Entries taken from a collection:
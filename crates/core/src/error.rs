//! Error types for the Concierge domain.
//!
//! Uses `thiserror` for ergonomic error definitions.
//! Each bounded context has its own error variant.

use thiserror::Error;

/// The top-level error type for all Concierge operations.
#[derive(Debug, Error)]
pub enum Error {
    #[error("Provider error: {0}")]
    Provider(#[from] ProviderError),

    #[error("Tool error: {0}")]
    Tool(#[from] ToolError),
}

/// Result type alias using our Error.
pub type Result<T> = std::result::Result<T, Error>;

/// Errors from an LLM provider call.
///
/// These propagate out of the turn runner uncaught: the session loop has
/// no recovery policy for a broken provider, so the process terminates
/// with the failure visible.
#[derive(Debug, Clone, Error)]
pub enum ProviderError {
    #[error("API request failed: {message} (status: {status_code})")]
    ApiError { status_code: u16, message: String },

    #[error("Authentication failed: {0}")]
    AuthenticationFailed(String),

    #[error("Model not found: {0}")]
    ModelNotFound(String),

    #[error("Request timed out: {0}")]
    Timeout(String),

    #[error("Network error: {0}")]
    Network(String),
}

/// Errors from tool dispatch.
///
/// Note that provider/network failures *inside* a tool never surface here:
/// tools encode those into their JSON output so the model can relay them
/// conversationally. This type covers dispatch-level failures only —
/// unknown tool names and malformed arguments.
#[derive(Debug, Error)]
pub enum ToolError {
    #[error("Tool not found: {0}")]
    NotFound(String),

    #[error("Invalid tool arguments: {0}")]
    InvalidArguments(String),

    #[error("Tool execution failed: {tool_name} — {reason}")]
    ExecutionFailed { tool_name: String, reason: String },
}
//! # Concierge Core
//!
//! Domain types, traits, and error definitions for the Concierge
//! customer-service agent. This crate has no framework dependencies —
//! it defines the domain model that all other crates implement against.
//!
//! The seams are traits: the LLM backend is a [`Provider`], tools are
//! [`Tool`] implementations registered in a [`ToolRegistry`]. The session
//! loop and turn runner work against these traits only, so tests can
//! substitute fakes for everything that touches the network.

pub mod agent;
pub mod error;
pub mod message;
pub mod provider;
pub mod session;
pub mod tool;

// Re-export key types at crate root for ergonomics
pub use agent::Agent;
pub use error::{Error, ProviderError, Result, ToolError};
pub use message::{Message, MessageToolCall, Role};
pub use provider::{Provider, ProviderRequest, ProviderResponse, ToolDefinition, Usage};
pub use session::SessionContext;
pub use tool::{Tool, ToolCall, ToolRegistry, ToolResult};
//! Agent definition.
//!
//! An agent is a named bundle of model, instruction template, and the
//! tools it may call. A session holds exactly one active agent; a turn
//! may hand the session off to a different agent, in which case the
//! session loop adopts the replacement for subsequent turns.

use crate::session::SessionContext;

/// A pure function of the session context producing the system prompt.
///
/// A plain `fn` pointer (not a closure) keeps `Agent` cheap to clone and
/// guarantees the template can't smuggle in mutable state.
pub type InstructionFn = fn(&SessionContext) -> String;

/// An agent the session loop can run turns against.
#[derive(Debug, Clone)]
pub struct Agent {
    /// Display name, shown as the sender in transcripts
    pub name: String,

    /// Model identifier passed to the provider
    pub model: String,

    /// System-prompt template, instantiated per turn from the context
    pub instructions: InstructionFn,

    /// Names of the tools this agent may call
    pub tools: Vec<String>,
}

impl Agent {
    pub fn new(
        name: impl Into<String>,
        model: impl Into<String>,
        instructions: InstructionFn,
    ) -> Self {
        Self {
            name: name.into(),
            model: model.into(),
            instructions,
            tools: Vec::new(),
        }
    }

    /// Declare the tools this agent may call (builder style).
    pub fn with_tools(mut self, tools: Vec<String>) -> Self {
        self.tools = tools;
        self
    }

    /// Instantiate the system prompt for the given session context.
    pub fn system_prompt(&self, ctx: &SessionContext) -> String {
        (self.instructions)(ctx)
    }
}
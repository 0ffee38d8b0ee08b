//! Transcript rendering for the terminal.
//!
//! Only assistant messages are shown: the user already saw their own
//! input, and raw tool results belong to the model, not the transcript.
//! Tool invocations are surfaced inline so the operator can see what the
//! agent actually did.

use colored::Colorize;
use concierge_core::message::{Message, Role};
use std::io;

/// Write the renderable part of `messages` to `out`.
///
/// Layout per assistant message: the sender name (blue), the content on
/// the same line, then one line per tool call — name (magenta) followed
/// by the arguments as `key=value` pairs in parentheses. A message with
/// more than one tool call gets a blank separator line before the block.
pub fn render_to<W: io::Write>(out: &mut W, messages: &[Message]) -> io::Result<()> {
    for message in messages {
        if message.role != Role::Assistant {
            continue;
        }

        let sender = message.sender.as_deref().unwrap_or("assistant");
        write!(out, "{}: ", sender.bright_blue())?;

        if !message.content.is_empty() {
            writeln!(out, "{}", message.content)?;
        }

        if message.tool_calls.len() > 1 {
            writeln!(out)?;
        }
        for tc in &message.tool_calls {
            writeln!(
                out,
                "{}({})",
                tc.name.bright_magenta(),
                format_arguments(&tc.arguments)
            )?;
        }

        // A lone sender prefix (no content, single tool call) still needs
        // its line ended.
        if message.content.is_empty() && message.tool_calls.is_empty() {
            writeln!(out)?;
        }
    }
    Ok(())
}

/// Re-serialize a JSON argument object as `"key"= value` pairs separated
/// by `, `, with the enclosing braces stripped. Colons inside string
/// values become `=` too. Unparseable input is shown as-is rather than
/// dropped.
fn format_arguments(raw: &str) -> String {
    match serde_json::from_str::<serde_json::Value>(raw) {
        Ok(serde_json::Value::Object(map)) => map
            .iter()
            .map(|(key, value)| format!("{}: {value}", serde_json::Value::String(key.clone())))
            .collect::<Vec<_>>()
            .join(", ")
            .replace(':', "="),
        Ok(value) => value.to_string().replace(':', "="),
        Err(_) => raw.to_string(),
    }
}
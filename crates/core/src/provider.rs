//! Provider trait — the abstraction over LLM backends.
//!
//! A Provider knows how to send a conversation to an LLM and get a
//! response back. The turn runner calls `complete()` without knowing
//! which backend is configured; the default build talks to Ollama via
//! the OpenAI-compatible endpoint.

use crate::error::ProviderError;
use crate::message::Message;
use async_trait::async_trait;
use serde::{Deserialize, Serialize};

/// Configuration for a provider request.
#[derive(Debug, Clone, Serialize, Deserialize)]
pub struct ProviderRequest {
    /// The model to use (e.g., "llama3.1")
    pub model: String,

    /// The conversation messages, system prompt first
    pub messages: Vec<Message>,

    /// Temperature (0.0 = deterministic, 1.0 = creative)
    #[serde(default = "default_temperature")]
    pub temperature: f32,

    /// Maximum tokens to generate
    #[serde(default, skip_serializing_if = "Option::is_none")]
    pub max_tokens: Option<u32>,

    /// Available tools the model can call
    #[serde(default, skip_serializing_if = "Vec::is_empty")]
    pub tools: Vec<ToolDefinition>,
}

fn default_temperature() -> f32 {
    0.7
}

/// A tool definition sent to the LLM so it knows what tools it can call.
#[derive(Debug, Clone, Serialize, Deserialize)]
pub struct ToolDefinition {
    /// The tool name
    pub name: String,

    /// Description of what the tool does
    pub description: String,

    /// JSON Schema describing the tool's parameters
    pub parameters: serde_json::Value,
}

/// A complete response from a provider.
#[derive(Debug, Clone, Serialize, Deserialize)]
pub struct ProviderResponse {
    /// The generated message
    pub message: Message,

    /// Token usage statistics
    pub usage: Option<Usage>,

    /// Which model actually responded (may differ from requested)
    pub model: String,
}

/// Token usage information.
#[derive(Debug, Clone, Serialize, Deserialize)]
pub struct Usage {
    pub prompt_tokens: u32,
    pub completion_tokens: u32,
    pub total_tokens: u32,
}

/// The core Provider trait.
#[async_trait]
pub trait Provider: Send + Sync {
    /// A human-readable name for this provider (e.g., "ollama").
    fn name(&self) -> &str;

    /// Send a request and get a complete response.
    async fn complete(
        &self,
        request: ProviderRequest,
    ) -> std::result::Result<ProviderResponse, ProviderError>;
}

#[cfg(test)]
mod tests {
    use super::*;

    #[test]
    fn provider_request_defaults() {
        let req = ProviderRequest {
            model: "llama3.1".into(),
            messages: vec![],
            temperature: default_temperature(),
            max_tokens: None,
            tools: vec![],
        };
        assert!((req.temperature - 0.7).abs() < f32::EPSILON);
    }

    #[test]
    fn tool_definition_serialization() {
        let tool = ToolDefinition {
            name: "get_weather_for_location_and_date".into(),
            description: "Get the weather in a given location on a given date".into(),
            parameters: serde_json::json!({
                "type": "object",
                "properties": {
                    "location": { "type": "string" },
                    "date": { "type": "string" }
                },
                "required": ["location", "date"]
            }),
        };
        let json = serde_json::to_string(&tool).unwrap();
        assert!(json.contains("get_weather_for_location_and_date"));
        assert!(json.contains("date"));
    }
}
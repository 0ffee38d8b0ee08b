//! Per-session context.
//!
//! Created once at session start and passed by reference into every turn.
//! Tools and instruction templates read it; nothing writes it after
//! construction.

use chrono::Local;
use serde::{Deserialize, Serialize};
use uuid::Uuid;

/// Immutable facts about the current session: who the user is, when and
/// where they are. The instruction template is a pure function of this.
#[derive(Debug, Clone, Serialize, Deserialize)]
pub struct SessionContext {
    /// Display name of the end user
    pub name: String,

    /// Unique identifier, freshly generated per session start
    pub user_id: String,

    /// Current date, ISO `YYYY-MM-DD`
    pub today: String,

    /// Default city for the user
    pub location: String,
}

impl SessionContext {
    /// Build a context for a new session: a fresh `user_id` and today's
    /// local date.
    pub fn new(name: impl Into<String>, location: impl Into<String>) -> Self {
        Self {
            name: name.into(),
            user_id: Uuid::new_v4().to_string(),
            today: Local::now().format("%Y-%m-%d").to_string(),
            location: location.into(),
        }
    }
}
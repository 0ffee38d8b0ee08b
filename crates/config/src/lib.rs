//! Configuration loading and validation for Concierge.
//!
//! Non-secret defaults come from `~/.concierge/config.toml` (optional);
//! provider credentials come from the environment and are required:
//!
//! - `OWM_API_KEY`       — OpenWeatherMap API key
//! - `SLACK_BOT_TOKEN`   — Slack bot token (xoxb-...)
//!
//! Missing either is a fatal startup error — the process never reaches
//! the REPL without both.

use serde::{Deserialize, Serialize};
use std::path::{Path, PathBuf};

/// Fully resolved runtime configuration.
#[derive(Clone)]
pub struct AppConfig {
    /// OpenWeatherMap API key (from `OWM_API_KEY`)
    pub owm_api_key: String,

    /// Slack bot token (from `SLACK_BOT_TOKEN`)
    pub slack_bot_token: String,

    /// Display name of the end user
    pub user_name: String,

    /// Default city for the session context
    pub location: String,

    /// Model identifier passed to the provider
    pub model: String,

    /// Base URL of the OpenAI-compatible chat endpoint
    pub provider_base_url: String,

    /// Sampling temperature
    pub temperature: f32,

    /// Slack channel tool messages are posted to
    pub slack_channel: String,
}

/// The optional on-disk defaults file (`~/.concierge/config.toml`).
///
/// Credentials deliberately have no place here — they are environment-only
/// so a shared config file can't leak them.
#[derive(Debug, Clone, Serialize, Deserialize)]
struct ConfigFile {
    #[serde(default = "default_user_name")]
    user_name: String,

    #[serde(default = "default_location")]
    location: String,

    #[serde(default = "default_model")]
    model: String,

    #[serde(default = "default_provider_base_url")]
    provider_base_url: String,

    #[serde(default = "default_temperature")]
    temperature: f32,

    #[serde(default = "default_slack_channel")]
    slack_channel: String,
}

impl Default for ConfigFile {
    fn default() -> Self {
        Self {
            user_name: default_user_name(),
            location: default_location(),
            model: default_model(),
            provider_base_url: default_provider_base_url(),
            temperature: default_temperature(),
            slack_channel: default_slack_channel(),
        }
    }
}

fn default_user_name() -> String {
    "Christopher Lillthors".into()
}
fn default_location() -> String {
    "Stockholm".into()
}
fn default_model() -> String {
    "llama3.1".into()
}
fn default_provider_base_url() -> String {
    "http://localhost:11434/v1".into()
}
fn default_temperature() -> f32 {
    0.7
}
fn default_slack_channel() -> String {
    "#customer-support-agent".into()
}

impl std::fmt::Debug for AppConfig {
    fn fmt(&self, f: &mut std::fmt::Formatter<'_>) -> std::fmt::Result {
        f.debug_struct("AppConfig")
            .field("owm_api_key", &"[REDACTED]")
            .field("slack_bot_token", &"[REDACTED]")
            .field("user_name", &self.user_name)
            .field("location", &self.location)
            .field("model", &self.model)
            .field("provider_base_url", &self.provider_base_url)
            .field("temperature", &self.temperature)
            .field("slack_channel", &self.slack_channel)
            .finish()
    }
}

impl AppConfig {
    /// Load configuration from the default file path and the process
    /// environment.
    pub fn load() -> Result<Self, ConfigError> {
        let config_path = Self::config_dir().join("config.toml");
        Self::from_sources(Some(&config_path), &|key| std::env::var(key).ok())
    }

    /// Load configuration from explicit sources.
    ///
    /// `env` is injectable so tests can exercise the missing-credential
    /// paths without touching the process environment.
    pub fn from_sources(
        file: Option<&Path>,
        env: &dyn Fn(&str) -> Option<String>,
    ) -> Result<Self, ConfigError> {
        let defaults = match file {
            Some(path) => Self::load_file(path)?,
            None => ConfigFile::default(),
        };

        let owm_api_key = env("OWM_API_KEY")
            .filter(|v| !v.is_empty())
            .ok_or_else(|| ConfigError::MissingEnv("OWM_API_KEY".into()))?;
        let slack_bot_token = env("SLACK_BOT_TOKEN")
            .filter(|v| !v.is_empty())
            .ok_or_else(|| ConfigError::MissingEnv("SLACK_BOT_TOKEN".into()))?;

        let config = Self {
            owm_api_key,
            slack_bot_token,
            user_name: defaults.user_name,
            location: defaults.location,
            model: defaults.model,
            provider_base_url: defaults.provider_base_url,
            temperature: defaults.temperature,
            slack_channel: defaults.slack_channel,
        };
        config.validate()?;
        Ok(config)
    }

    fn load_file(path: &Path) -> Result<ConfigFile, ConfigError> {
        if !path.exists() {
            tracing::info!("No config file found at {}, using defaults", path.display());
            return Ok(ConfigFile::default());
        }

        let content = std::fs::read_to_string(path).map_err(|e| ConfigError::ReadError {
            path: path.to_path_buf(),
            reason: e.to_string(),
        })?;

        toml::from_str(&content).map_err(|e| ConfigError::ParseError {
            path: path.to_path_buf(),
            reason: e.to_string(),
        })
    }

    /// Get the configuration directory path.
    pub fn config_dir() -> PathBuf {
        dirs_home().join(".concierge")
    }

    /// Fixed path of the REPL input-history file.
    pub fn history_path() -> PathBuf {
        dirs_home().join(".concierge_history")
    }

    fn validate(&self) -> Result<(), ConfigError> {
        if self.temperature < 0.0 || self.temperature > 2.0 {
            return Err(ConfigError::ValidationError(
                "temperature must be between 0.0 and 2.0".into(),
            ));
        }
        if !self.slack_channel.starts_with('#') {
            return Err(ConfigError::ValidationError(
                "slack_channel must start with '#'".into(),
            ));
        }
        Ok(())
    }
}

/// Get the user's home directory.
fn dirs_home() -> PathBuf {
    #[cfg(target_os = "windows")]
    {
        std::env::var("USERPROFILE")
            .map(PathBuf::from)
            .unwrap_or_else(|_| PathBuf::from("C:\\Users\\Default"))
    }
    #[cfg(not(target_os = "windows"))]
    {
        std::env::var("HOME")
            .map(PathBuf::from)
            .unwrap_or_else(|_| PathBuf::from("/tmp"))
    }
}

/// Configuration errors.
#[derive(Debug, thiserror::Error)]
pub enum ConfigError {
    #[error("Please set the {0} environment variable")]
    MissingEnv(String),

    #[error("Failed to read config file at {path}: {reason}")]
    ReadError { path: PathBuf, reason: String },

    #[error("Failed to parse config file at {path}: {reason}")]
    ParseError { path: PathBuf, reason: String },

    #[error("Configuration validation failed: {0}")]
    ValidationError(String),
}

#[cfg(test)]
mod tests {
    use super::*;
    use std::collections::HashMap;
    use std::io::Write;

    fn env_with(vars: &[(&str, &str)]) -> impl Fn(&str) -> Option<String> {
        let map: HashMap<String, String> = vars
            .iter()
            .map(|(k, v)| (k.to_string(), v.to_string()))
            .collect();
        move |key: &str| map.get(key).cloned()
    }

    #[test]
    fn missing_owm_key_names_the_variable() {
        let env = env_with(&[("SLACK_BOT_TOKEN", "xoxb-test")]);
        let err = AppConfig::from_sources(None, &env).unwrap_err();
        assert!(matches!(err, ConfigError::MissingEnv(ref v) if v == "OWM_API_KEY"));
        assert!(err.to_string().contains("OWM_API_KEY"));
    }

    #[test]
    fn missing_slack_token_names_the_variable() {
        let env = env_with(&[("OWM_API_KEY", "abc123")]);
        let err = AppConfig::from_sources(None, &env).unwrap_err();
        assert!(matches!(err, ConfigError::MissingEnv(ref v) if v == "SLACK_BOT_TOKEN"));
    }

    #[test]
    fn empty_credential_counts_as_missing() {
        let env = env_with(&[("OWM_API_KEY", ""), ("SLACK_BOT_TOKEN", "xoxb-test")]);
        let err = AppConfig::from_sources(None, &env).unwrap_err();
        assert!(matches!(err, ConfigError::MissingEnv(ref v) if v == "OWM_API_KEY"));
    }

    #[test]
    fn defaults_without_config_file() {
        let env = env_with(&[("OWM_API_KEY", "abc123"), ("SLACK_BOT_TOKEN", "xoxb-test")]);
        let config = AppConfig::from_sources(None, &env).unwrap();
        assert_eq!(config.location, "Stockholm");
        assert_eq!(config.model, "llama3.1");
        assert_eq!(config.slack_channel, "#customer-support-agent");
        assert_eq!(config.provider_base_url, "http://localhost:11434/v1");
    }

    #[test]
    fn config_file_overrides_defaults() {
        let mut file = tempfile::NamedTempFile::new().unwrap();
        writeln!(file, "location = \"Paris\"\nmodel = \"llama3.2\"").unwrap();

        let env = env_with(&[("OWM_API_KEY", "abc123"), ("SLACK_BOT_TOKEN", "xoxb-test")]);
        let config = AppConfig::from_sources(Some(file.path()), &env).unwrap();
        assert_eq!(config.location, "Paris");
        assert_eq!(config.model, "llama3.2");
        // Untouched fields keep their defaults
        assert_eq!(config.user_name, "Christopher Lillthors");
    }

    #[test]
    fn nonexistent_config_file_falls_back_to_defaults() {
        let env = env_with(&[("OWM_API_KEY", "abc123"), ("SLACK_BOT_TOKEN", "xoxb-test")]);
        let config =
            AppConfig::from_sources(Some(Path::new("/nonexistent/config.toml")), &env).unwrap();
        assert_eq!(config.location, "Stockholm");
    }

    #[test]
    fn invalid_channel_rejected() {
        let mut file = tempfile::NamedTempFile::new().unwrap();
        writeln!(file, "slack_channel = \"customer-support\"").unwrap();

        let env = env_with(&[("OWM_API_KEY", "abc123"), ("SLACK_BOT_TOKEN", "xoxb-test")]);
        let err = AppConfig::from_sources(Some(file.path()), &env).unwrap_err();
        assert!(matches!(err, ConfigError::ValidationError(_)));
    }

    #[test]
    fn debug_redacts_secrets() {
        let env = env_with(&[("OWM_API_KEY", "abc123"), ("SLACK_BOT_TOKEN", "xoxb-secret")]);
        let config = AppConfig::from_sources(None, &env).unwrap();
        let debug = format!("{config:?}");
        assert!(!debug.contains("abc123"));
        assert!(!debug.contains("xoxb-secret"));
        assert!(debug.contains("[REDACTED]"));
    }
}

- Aim of the task -
Check every line of the data above for the string "http", and copy those that have it.

- Written answer -
    "http://localhost:11434/v1".into()
        assert_eq!(config.provider_base_url, "http://localhost:11434/v1");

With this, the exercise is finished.